Groups | Ratio | PF Acc | ReN Acc | Na Acc | PF BS | ReN BS | Na BS |
---|---|---|---|---|---|---|---|
akiec | 2.5% | 51.9% | 55.6% | 3.7% | 0.741 | 0.671 | 1.289 |
bcc | 2.7% | 56.7% | 76.7% | 56.7% | 0.549 | 0.341 | 0.613 |
bkl | 7.2% | 59.5% | 58.2% | 36.7% | 0.62 | 0.606 | 0.931 |
df | 0.5% | 66.7% | 33.3% | 0.0% | 0.536 | 0.898 | 1.721 |
nv | 81.0% | 83.5% | 90.9% | 96.0% | 0.241 | 0.128 | 0.054 |
vasc | 1.3% | 71.4% | 85.7% | 0.0% | 0.36 | 0.246 | 1.604 |
mel | 4.8% | 53.8% | 48.1% | 32.7% | 0.586 | 0.657 | 0.941 |
Sample Mean | - | 78.6% | 84.8% | 83.6% | 0.308 | 0.213 | 0.234 |
Group Mean | 14.3% | 63.4% | 64.1% | 32.3% | 0.519 | 0.507 | 1.022 |
Discrepancy | 80.4% | 31.7% | 57.5% | 96.0% | 0.501 | 0.769 | 1.667 |
5 Discussion
Here we explore the problem of reducing the risk disparity gaps in the most ethical way possible (i.e., minimizing unnecessary harm).

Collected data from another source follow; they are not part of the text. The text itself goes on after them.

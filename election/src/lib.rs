//! Payment-queue election.
//!
//! Every full node runs the same pure computation over the same registry
//! snapshot and chain facts, so all of them agree on whose turn it is to
//! be paid at a given height. Nothing here touches shared state: callers
//! populate [`Candidate`] values from their records and pass them in.

pub mod candidate;
pub mod queue;
pub mod score;

pub use candidate::{Candidate, ElectionParams};
pub use queue::{select_payee, upcoming_winners, Selection, Winner, SIG_TIME_SECONDS_PER_NODE};
pub use score::{anchor_height, rank, score, RankedNode, Score};
//! Liveness pings signed by a node's operational key.

use safenode_crypto::{blake2b_256_multi, sign_message, verify_signature};
use safenode_types::{BlockHash, Outpoint, PrivateKey, PublicKey, Signature, Timestamp};
use serde::{Deserialize, Serialize};

use crate::codec::canonical;
use crate::inventory::{Inventory, InventoryKind, MessageHash};
use crate::rejection::{Rejection, MISBEHAVIOR_MINOR, MISBEHAVIOR_MISMATCH};

const PING_DOMAIN: &[u8] = b"safenode-ping";

#[derive(Clone, Debug, PartialEq, Eq, Serialize, Deserialize)]
pub struct PingMessage {
    pub outpoint: Outpoint,
    /// Chain tip seen by the signer when the ping was produced.
    pub block_hash: BlockHash,
    pub sig_time: Timestamp,
    pub signature: Signature,
}

impl PingMessage {
    /// Build and sign a ping for `outpoint` at the given chain tip.
    pub fn new_signed(
        outpoint: Outpoint,
        block_hash: BlockHash,
        now: Timestamp,
        operator_key: &PrivateKey,
    ) -> Self {
        let mut ping = Self {
            outpoint,
            block_hash,
            sig_time: now,
            signature: Signature([0u8; 64]),
        };
        ping.sign(operator_key);
        ping
    }

    /// Bytes covered by the operational signature.
    pub fn signing_bytes(&self) -> Vec<u8> {
        let mut bytes = PING_DOMAIN.to_vec();
        bytes.extend(canonical(&(self.outpoint, self.block_hash, self.sig_time)));
        bytes
    }

    pub fn sign(&mut self, operator_key: &PrivateKey) {
        self.signature = sign_message(&self.signing_bytes(), operator_key);
    }

    /// H(outpoint ‖ signing time).
    pub fn hash(&self) -> MessageHash {
        MessageHash(blake2b_256_multi(&[
            &canonical(&self.outpoint),
            &canonical(&self.sig_time),
        ]))
    }

    pub fn inventory(&self) -> Inventory {
        Inventory::new(InventoryKind::Ping, self.hash())
    }

    /// Reject pings signed too far in the future.
    pub fn simple_check(&self, now: Timestamp, max_future_drift: u64) -> Result<(), Rejection> {
        if self.sig_time > now.saturating_add(max_future_drift) {
            return Err(Rejection::structural(
                format!("ping for {} signed too far in the future", self.outpoint),
                MISBEHAVIOR_MINOR,
            ));
        }
        Ok(())
    }

    pub fn verify(&self, operator_key: &PublicKey) -> bool {
        verify_signature(&self.signing_bytes(), &self.signature, operator_key)
    }

    pub fn check_signature(&self, operator_key: &PublicKey) -> Result<(), Rejection> {
        if self.verify(operator_key) {
            Ok(())
        } else {
            Err(Rejection::cryptographic(
                format!("bad ping signature for {}", self.outpoint),
                MISBEHAVIOR_MISMATCH,
            ))
        }
    }
}

#[cfg(test)]
mod tests {
    use super::*;
    use safenode_crypto::keypair_from_seed;
    use safenode_types::TxHash;

    fn outpoint() -> Outpoint {
        Outpoint::new(TxHash::new([7u8; 32]), 1)
    }

    #[test]
    fn signed_ping_verifies() {
        let key = keypair_from_seed(&[1u8; 32]);
        let ping = PingMessage::new_signed(
            outpoint(),
            BlockHash::new([2u8; 32]),
            Timestamp::new(1_000),
            &key.private,
        );
        assert!(ping.check_signature(&key.public).is_ok());

        let other = keypair_from_seed(&[9u8; 32]);
        let err = ping.check_signature(&other.public).unwrap_err();
        assert_eq!(err.misbehavior(), 33);
    }

    #[test]
    fn tampering_breaks_signature() {
        let key = keypair_from_seed(&[1u8; 32]);
        let mut ping = PingMessage::new_signed(
            outpoint(),
            BlockHash::new([2u8; 32]),
            Timestamp::new(1_000),
            &key.private,
        );
        ping.sig_time = Timestamp::new(1_001);
        assert!(!ping.verify(&key.public));
    }

    #[test]
    fn hash_ignores_block_and_signature() {
        let key = keypair_from_seed(&[1u8; 32]);
        let at = Timestamp::new(5);
        let a = PingMessage::new_signed(outpoint(), BlockHash::new([2u8; 32]), at, &key.private);
        let b = PingMessage::new_signed(outpoint(), BlockHash::new([3u8; 32]), at, &key.private);
        assert_eq!(a.hash(), b.hash());
    }

    #[test]
    fn future_drift_is_structural() {
        let key = keypair_from_seed(&[1u8; 32]);
        let now = Timestamp::new(10_000);
        let late = now.saturating_add(3_601);
        let ping = PingMessage::new_signed(outpoint(), BlockHash::ZERO, late, &key.private);
        let err = ping.simple_check(now, 3_600).unwrap_err();
        assert_eq!(err.misbehavior(), 1);

        let edge = now.saturating_add(3_600);
        let ok = PingMessage::new_signed(outpoint(), BlockHash::ZERO, edge, &key.private);
        assert!(ok.simple_check(now, 3_600).is_ok());
    }
}
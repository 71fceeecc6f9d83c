//! Safenode daemon: offline operator commands over the node configuration.

use anyhow::Context;
use clap::Parser;
use safenode_node::{decode_batch, NodeConfig, SafenodeService};
use safenode_types::NetworkId;
use safenode_utils::{format_duration, init_logging, LogFormat};
use std::path::PathBuf;

#[derive(Parser)]
#[command(name = "safenode", about = "Safenode registry operator tool")]
struct Cli {
    /// Network: "live", "test", or "dev".
    /// When a config file is provided, defaults to the file's network value.
    #[arg(long, env = "SAFENODE_NETWORK")]
    network: Option<String>,

    /// Log level: "trace", "debug", "info", "warn", "error".
    #[arg(long, env = "SAFENODE_LOG_LEVEL")]
    log_level: Option<String>,

    /// Emit logs as JSON lines.
    #[arg(long, env = "SAFENODE_LOG_JSON")]
    log_json: bool,

    /// Path to a TOML configuration file. CLI flags and env vars override it.
    #[arg(long, env = "SAFENODE_CONFIG")]
    config: Option<PathBuf>,

    #[command(subcommand)]
    command: Command,
}

#[derive(clap::Subcommand)]
enum Command {
    /// Print a fresh operational private key.
    Genkey,
    /// Decode a hex batch of announcements and verify their signatures.
    Decode {
        /// Hex produced by `create-all` on another node.
        hex: String,
    },
    /// List the configured safenodes.
    #[command(name = "list-conf")]
    ListConf,
    /// Print the effective configuration as TOML.
    #[command(name = "show-config")]
    ShowConfig,
}

fn load_config(cli: &Cli) -> anyhow::Result<NodeConfig> {
    let mut config = match &cli.config {
        Some(path) => {
            let path_str = path.to_str().context("config path is not valid UTF-8")?;
            let config = NodeConfig::from_toml_file(path_str)
                .with_context(|| format!("loading {}", path.display()))?;
            tracing::info!("Loaded config from {}", path.display());
            config
        }
        None => NodeConfig::default(),
    };
    if let Some(network) = &cli.network {
        config.network = NetworkId::from_name(network);
    }
    if let Some(level) = &cli.log_level {
        config.log_level = level.clone();
    }
    if cli.log_json {
        config.log_format = LogFormat::Json;
    }
    Ok(config)
}

fn main() -> anyhow::Result<()> {
    let cli = Cli::parse();
    let config = load_config(&cli)?;
    init_logging(config.log_format, &config.log_level);

    match cli.command {
        Command::Genkey => {
            println!("{}", SafenodeService::genkey());
        }
        Command::Decode { hex } => {
            let summary = decode_batch(&hex)?;
            tracing::info!(
                valid = summary.entries.len(),
                failed = summary.failed,
                "batch decoded"
            );
            println!("{}", serde_json::to_string_pretty(&summary)?);
        }
        Command::ListConf => {
            let nodes: Vec<_> = config
                .nodes
                .iter()
                .map(|n| {
                    serde_json::json!({
                        "alias": n.alias,
                        "address": n.address,
                        "collateral": format!("{}-{}", n.collateral_txid, n.collateral_index),
                    })
                })
                .collect();
            println!("{}", serde_json::to_string_pretty(&nodes)?);
        }
        Command::ShowConfig => {
            tracing::info!(
                network = config.network.as_str(),
                "maintenance every {}",
                format_duration(config.maintenance_interval_secs)
            );
            print!("{}", config.to_toml_string());
            println!("\n# Effective parameters");
            print!("{}", toml::to_string_pretty(&config.effective_params())?);
        }
    }

    Ok(())
}
//! Election inputs.

use safenode_types::{NodeState, Outpoint, Timestamp};

/// The facts about one registry record that the election looks at.
#[derive(Clone, Copy, Debug, PartialEq, Eq)]
pub struct Candidate {
    pub outpoint: Outpoint,
    pub state: NodeState,
    pub protocol_version: u32,
    /// Signing time of the record's current announcement.
    pub sig_time: Timestamp,
    /// Height of the last payment; 0 when never paid.
    pub last_paid_height: u32,
    /// Height of the block that mined the collateral, if known.
    pub collateral_height: Option<u32>,
}

impl Candidate {
    /// Whether the record's state allows it to be paid.
    ///
    /// `WatchdogExpired` records stay payable unless watchdog votes are
    /// required.
    pub fn is_payable(&self, watchdog_required: bool) -> bool {
        match self.state {
            NodeState::Enabled => true,
            NodeState::WatchdogExpired => !watchdog_required,
            _ => false,
        }
    }

    /// Confirmations of the collateral at `tip`; 0 when unknown.
    pub fn collateral_age(&self, tip: u32) -> u32 {
        match self.collateral_height {
            Some(h) if h <= tip => (tip - h).saturating_add(1),
            _ => 0,
        }
    }
}

/// Explicit toggles and chain facts for one election run.
#[derive(Clone, Copy, Debug, PartialEq, Eq)]
pub struct ElectionParams {
    pub min_payment_protocol: u32,
    pub watchdog_required: bool,
    /// Skip records whose announcement or collateral is younger than one
    /// full payment cycle.
    pub filter_sig_time: bool,
    pub now: Timestamp,
    pub tip_height: u32,
}
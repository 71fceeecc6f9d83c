//! Rejection classes for untrusted protocol input.
//!
//! Every check returns one of three disjoint classes. Only structural and
//! cryptographic rejections carry a misbehaviour weight for the sender;
//! stale input can arise from benign reordering and is never penalised.

use thiserror::Error;

/// Weight for minor structural problems (future timestamps, old versions).
pub const MISBEHAVIOR_MINOR: u32 = 1;
/// Weight for a bad verification signature.
pub const MISBEHAVIOR_BAD_VERIFICATION: u32 = 20;
/// Weight for a bad ping signature or a collateral/key mismatch.
pub const MISBEHAVIOR_MISMATCH: u32 = 33;
/// Weight for a forged announcement.
pub const MISBEHAVIOR_FORGED: u32 = 100;

#[derive(Clone, Debug, PartialEq, Eq, Error)]
pub enum Rejection {
    /// Malformed input, rejected before any mutation.
    #[error("malformed: {reason}")]
    Structural { reason: String, misbehavior: u32 },

    /// A signature or key did not verify.
    #[error("bad signature: {reason}")]
    Cryptographic { reason: String, misbehavior: u32 },

    /// Outdated or conflicting with newer state; a benign no-op.
    #[error("ignored: {reason}")]
    Stale { reason: String },
}

impl Rejection {
    pub fn structural(reason: impl Into<String>, misbehavior: u32) -> Self {
        Self::Structural {
            reason: reason.into(),
            misbehavior,
        }
    }

    pub fn cryptographic(reason: impl Into<String>, misbehavior: u32) -> Self {
        Self::Cryptographic {
            reason: reason.into(),
            misbehavior,
        }
    }

    pub fn stale(reason: impl Into<String>) -> Self {
        Self::Stale {
            reason: reason.into(),
        }
    }

    /// Penalty the transport layer should apply to the sender.
    pub fn misbehavior(&self) -> u32 {
        match self {
            Self::Structural { misbehavior, .. } | Self::Cryptographic { misbehavior, .. } => {
                *misbehavior
            }
            Self::Stale { .. } => 0,
        }
    }

    pub fn is_stale(&self) -> bool {
        matches!(self, Self::Stale { .. })
    }

    pub fn reason(&self) -> &str {
        match self {
            Self::Structural { reason, .. }
            | Self::Cryptographic { reason, .. }
            | Self::Stale { reason } => reason,
        }
    }
}
//! Ed25519 message signing and verification.

use ed25519_dalek::{Signer, SigningKey, VerifyingKey};
use safenode_types::{PrivateKey, PublicKey, Signature};

/// Sign a message with a private key, returning the signature.
pub fn sign_message(message: &[u8], private_key: &PrivateKey) -> Signature {
    let signing_key = SigningKey::from_bytes(&private_key.0);
    Signature(signing_key.sign(message).to_bytes())
}

/// Verify a signature against a message and public key.
///
/// Uses strict verification, which rejects non-canonical signatures and
/// weak keys, so a relayed message cannot be re-signed into a new hash.
pub fn verify_signature(message: &[u8], signature: &Signature, public_key: &PublicKey) -> bool {
    let Ok(verifying_key) = VerifyingKey::from_bytes(&public_key.0) else {
        return false;
    };
    let dalek_sig = ed25519_dalek::Signature::from_bytes(&signature.0);
    verifying_key.verify_strict(message, &dalek_sig).is_ok()
}

#[cfg(test)]
mod tests {
    use super::*;
    use crate::keys::{generate_keypair, keypair_from_seed};

    #[test]
    fn sign_and_verify() {
        let kp = generate_keypair();
        let msg = b"safenode announcement";
        let sig = sign_message(msg, &kp.private);
        assert!(verify_signature(msg, &sig, &kp.public));
    }

    #[test]
    fn wrong_message_fails() {
        let kp = generate_keypair();
        let sig = sign_message(b"correct message", &kp.private);
        assert!(!verify_signature(b"wrong message", &sig, &kp.public));
    }

    #[test]
    fn wrong_key_fails() {
        let kp1 = generate_keypair();
        let kp2 = generate_keypair();
        let sig = sign_message(b"ping", &kp1.private);
        assert!(!verify_signature(b"ping", &sig, &kp2.public));
    }

    #[test]
    fn signature_deterministic() {
        let kp = keypair_from_seed(&[99u8; 32]);
        let sig1 = sign_message(b"deterministic", &kp.private);
        let sig2 = sign_message(b"deterministic", &kp.private);
        assert_eq!(sig1, sig2);
    }

    #[test]
    fn invalid_public_key() {
        let kp = generate_keypair();
        let sig = sign_message(b"test", &kp.private);
        assert!(!verify_signature(b"test", &sig, &PublicKey([0xFF; 32])));
    }
}
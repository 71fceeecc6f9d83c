//! Network service address announced by a safenode.

use serde::{Deserialize, Serialize};
use std::fmt;
use std::net::{IpAddr, Ipv4Addr, SocketAddr};
use std::str::FromStr;

use crate::error::SafenodeError;
use crate::network::NetworkId;

/// IP and port a safenode accepts connections on.
#[derive(Clone, Copy, PartialEq, Eq, PartialOrd, Ord, Hash, Serialize, Deserialize)]
pub struct ServiceAddr(SocketAddr);

impl ServiceAddr {
    pub fn new(addr: SocketAddr) -> Self {
        Self(addr)
    }

    pub fn socket_addr(&self) -> SocketAddr {
        self.0
    }

    pub fn port(&self) -> u16 {
        self.0.port()
    }

    /// Parse `ip:port`.
    pub fn parse(s: &str) -> Result<Self, SafenodeError> {
        s.trim()
            .parse::<SocketAddr>()
            .map(Self)
            .map_err(|_| SafenodeError::InvalidAddress(s.to_string()))
    }

    /// Whether this address may be announced on `network`.
    ///
    /// Safenodes are reachable over IPv4 only. On the live network the address
    /// must be publicly routable and use the live default port; other networks
    /// must not squat the live port. The dev network also accepts local
    /// addresses.
    pub fn is_valid_for(&self, network: NetworkId) -> bool {
        let IpAddr::V4(ip) = self.0.ip() else {
            return false;
        };
        let live_port = NetworkId::Live.default_port();
        match network {
            NetworkId::Live => is_routable(&ip) && self.port() == live_port,
            NetworkId::Test => is_routable(&ip) && self.port() != live_port,
            NetworkId::Dev => !ip.is_unspecified() && self.port() != live_port,
        }
    }
}

fn is_routable(ip: &Ipv4Addr) -> bool {
    !(ip.is_unspecified()
        || ip.is_loopback()
        || ip.is_private()
        || ip.is_link_local()
        || ip.is_broadcast()
        || ip.is_documentation()
        || ip.is_multicast())
}

impl fmt::Debug for ServiceAddr {
    fn fmt(&self, f: &mut fmt::Formatter<'_>) -> fmt::Result {
        write!(f, "ServiceAddr({})", self.0)
    }
}

impl fmt::Display for ServiceAddr {
    fn fmt(&self, f: &mut fmt::Formatter<'_>) -> fmt::Result {
        write!(f, "{}", self.0)
    }
}

impl FromStr for ServiceAddr {
    type Err = SafenodeError;

    fn from_str(s: &str) -> Result<Self, Self::Err> {
        Self::parse(s)
    }
}

#[cfg(test)]
mod tests {
    use super::*;

    fn addr(s: &str) -> ServiceAddr {
        ServiceAddr::parse(s).unwrap()
    }

    #[test]
    fn live_requires_default_port_and_public_ip() {
        assert!(addr("8.8.8.8:5565").is_valid_for(NetworkId::Live));
        assert!(!addr("8.8.8.8:5566").is_valid_for(NetworkId::Live));
        assert!(!addr("192.168.1.10:5565").is_valid_for(NetworkId::Live));
        assert!(!addr("127.0.0.1:5565").is_valid_for(NetworkId::Live));
    }

    #[test]
    fn test_network_rejects_live_port() {
        assert!(addr("8.8.8.8:15565").is_valid_for(NetworkId::Test));
        assert!(!addr("8.8.8.8:5565").is_valid_for(NetworkId::Test));
    }

    #[test]
    fn dev_accepts_loopback() {
        assert!(addr("127.0.0.1:25565").is_valid_for(NetworkId::Dev));
        assert!(!addr("0.0.0.0:25565").is_valid_for(NetworkId::Dev));
    }

    #[test]
    fn ipv6_is_never_valid() {
        assert!(!addr("[2001:4860::8888]:5565").is_valid_for(NetworkId::Live));
    }

    #[test]
    fn parse_rejects_garbage() {
        assert!(ServiceAddr::parse("not-an-address").is_err());
        assert!(ServiceAddr::parse("1.2.3.4").is_err());
    }
}
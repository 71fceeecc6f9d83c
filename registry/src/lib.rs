//! Safenode registry.
//!
//! Holds one [`NodeRecord`] per collateral outpoint, derives lifecycle
//! states, applies announcements, pings and verifications received from
//! peers, and exposes the snapshots the payment election runs on.

pub mod chain;
pub mod collateral;
pub mod dedup;
pub mod governance;
pub mod lifecycle;
pub mod outcome;
pub mod record;
pub mod registry;

pub use chain::{ChainView, CollateralInfo};
pub use collateral::check_outpoint;
pub use dedup::{SeenMessages, DEFAULT_SEEN_CAPACITY};
pub use governance::{GovernanceHash, GovernanceVotes};
pub use lifecycle::CheckContext;
pub use outcome::{Accepted, Outcome, RegistryUpdate};
pub use record::NodeRecord;
pub use registry::Registry;
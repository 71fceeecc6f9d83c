//! Nullable wallet: collateral keys derived from fixed seeds.

use std::collections::BTreeMap;
use std::sync::atomic::{AtomicBool, Ordering};

use parking_lot::Mutex;
use safenode_crypto::keypair_from_seed;
use safenode_node::Wallet;
use safenode_types::{KeyPair, Outpoint, PublicKey};

#[derive(Default)]
pub struct NullWallet {
    locked: AtomicBool,
    seeds: Mutex<BTreeMap<Outpoint, [u8; 32]>>,
}

impl NullWallet {
    pub fn new() -> Self {
        Self::default()
    }

    /// Hold the collateral at `outpoint`, owned by the key derived from
    /// `seed`. Returns the owning public key.
    pub fn add_collateral(&self, outpoint: Outpoint, seed: [u8; 32]) -> PublicKey {
        self.seeds.lock().insert(outpoint, seed);
        keypair_from_seed(&seed).public
    }

    pub fn lock(&self) {
        self.locked.store(true, Ordering::SeqCst);
    }

    pub fn unlock(&self) {
        self.locked.store(false, Ordering::SeqCst);
    }
}

impl Wallet for NullWallet {
    fn is_locked(&self) -> bool {
        self.locked.load(Ordering::SeqCst)
    }

    fn collateral_keys(&self, outpoint: &Outpoint) -> Option<KeyPair> {
        self.seeds.lock().get(outpoint).map(keypair_from_seed)
    }

    fn available_collaterals(&self) -> Vec<Outpoint> {
        self.seeds.lock().keys().copied().collect()
    }
}
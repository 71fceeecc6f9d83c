//! Timestamp type used throughout the registry.
//!
//! Timestamps are Unix epoch seconds (UTC). Every liveness window is evaluated
//! against an explicit `now`, so callers decide which clock to trust.

use serde::{Deserialize, Serialize};
use std::fmt;
use std::time::{SystemTime, UNIX_EPOCH};

/// A Unix timestamp in seconds since epoch (UTC).
#[derive(Clone, Copy, Debug, Default, PartialEq, Eq, PartialOrd, Ord, Hash, Serialize, Deserialize)]
pub struct Timestamp(u64);

impl Timestamp {
    /// The epoch (time zero).
    pub const EPOCH: Self = Self(0);

    pub fn new(secs: u64) -> Self {
        Self(secs)
    }

    /// Current system time. A clock set before the epoch reads as the epoch.
    pub fn now() -> Self {
        let secs = SystemTime::now()
            .duration_since(UNIX_EPOCH)
            .map(|d| d.as_secs())
            .unwrap_or(0);
        Self(secs)
    }

    pub fn as_secs(&self) -> u64 {
        self.0
    }

    /// Seconds elapsed since this timestamp (relative to `now`).
    pub fn elapsed_since(&self, now: Timestamp) -> u64 {
        now.0.saturating_sub(self.0)
    }

    /// Whether this timestamp + duration has passed relative to `now`.
    pub fn has_expired(&self, duration_secs: u64, now: Timestamp) -> bool {
        now.0 >= self.0.saturating_add(duration_secs)
    }

    /// Whether `now - self` is strictly below `secs`. Timestamps in the future
    /// count as within any window.
    pub fn is_within(&self, secs: u64, now: Timestamp) -> bool {
        self.elapsed_since(now) < secs
    }

    pub fn saturating_add(self, secs: u64) -> Self {
        Self(self.0.saturating_add(secs))
    }

    pub fn saturating_sub(self, secs: u64) -> Self {
        Self(self.0.saturating_sub(secs))
    }
}

impl fmt::Display for Timestamp {
    fn fmt(&self, f: &mut fmt::Formatter<'_>) -> fmt::Result {
        write!(f, "{}s", self.0)
    }
}
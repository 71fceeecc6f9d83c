//! Per-block scores and informational ranking.

use safenode_crypto::blake2b_256_multi;
use safenode_types::{BlockHash, Outpoint};
use serde::{Deserialize, Serialize};
use std::fmt;

/// 256-bit score, ordered as a big-endian unsigned integer.
///
/// The derived `Ord` on the byte array is lexicographic, which is exactly
/// big-endian numeric order.
#[derive(Clone, Copy, PartialEq, Eq, PartialOrd, Ord, Hash, Serialize, Deserialize)]
pub struct Score(pub [u8; 32]);

impl fmt::Debug for Score {
    fn fmt(&self, f: &mut fmt::Formatter<'_>) -> fmt::Result {
        write!(f, "Score({})", hex::encode(&self.0[..4]))
    }
}

impl fmt::Display for Score {
    fn fmt(&self, f: &mut fmt::Formatter<'_>) -> fmt::Result {
        write!(f, "{}", hex::encode(self.0))
    }
}

/// Score = Blake2b-256(txid ‖ index LE ‖ block hash).
pub fn score(outpoint: &Outpoint, block_hash: &BlockHash) -> Score {
    Score(blake2b_256_multi(&[
        outpoint.txid.as_bytes(),
        &outpoint.index.to_le_bytes(),
        block_hash.as_bytes(),
    ]))
}

/// Height of the block whose hash seeds the scores for `target`.
pub fn anchor_height(target: u32, depth: u32) -> u32 {
    target.saturating_sub(depth)
}

/// A record's position in the score ordering for one block.
#[derive(Clone, Copy, Debug, PartialEq, Eq, Serialize, Deserialize)]
pub struct RankedNode {
    /// 1-based; rank 1 holds the smallest score.
    pub rank: u32,
    pub outpoint: Outpoint,
    pub score: Score,
}

/// Order outpoints by ascending score against `block_hash`.
pub fn rank<'a>(
    outpoints: impl IntoIterator<Item = &'a Outpoint>,
    block_hash: &BlockHash,
) -> Vec<RankedNode> {
    let mut scored: Vec<(Score, Outpoint)> = outpoints
        .into_iter()
        .map(|o| (score(o, block_hash), *o))
        .collect();
    scored.sort();
    scored
        .into_iter()
        .enumerate()
        .map(|(i, (score, outpoint))| RankedNode {
            rank: i as u32 + 1,
            outpoint,
            score,
        })
        .collect()
}

#[cfg(test)]
mod tests {
    use super::*;
    use safenode_types::TxHash;

    fn op(b: u8) -> Outpoint {
        Outpoint::new(TxHash::new([b; 32]), 0)
    }

    #[test]
    fn score_depends_on_block_and_outpoint() {
        let h1 = BlockHash::new([1u8; 32]);
        let h2 = BlockHash::new([2u8; 32]);
        assert_ne!(score(&op(1), &h1), score(&op(1), &h2));
        assert_ne!(score(&op(1), &h1), score(&op(2), &h1));
        assert_eq!(score(&op(1), &h1), score(&op(1), &h1));
    }

    #[test]
    fn score_orders_big_endian() {
        let mut low = [0u8; 32];
        low[31] = 9;
        let mut high = [0u8; 32];
        high[0] = 1;
        assert!(Score(low) < Score(high));
    }

    #[test]
    fn ranks_are_dense_and_ascending() {
        let ops: Vec<_> = (1..=5).map(op).collect();
        let ranked = rank(&ops, &BlockHash::new([7u8; 32]));
        assert_eq!(ranked.len(), 5);
        for (i, r) in ranked.iter().enumerate() {
            assert_eq!(r.rank, i as u32 + 1);
        }
        assert!(ranked.windows(2).all(|w| w[0].score < w[1].score));
    }

    #[test]
    fn anchor_clamps_at_genesis() {
        assert_eq!(anchor_height(1_000, 101), 899);
        assert_eq!(anchor_height(50, 101), 0);
    }
}
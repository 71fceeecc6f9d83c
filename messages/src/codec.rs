//! Canonical wire encoding.
//!
//! All messages use bincode with little-endian fixed-width integers and
//! u64 length prefixes. Field order of each struct defines the bytes that
//! are signed and hashed. Broadcast batches travel as hex text.

use bincode::Options;
use serde::{de::DeserializeOwned, Deserialize, Serialize};
use thiserror::Error;

use crate::broadcast::BroadcastMessage;
use crate::ping::PingMessage;
use crate::verification::VerificationMessage;

/// Upper bound on a single decoded payload.
pub const MAX_MESSAGE_BYTES: u64 = 4 * 1024 * 1024;

#[derive(Debug, Error, PartialEq, Eq)]
pub enum CodecError {
    #[error("input is not valid hex")]
    NotHex,

    #[error("malformed payload: {0}")]
    Malformed(String),
}

fn wire_options() -> impl Options {
    bincode::DefaultOptions::new()
        .with_fixint_encoding()
        .with_little_endian()
}

/// Canonical bytes of a plain-data value, used for signing and hashing.
pub(crate) fn canonical<T: Serialize + ?Sized>(value: &T) -> Vec<u8> {
    wire_options()
        .serialize(value)
        .expect("plain-data messages are always serializable")
}

/// A message as carried between peers.
#[derive(Clone, Debug, PartialEq, Eq, Serialize, Deserialize)]
pub enum WireMessage {
    Broadcast(BroadcastMessage),
    Ping(PingMessage),
    Verification(VerificationMessage),
}

pub fn encode_message(message: &WireMessage) -> Vec<u8> {
    canonical(message)
}

/// Decode a single peer message. Trailing bytes are rejected.
pub fn decode_message(bytes: &[u8]) -> Result<WireMessage, CodecError> {
    decode(bytes)
}

fn decode<T: DeserializeOwned>(bytes: &[u8]) -> Result<T, CodecError> {
    wire_options()
        .with_limit(MAX_MESSAGE_BYTES)
        .deserialize(bytes)
        .map_err(|e| CodecError::Malformed(e.to_string()))
}

/// Serialise a list of broadcasts and hex-encode the result.
pub fn encode_batch_hex(batch: &[BroadcastMessage]) -> String {
    hex::encode(canonical(batch))
}

/// Decode a hex batch produced by [`encode_batch_hex`].
///
/// Non-hex input is rejected before any deserialisation. Decoding is
/// atomic: one malformed entry fails the whole batch.
pub fn decode_batch_hex(text: &str) -> Result<Vec<BroadcastMessage>, CodecError> {
    let text = text.trim();
    if !is_hex(text) {
        return Err(CodecError::NotHex);
    }
    let bytes = hex::decode(text).map_err(|_| CodecError::NotHex)?;
    decode(&bytes)
}

fn is_hex(text: &str) -> bool {
    !text.is_empty() && text.len() % 2 == 0 && text.bytes().all(|b| b.is_ascii_hexdigit())
}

We provide an algorithm that can be used with any standard classification or regression loss to bridge risk disparity gaps without introducing unnecessary harm. We show its performance on two real-world case studies; we take advantage of the fact that our method does not require test-time access to sensitive attributes to frame balanced classification as a fairness problem. In future work, we wish to analyze if we can automatically identify high-risk sub-populations as part of the learning process and attack risk disparities as they arise, rather than relying on preexisting notions of disadvantaged groups or populations. We believe that no-unnecessary-harm notions of fairness are of great interest for several applications, especially so on domains such as healthcare.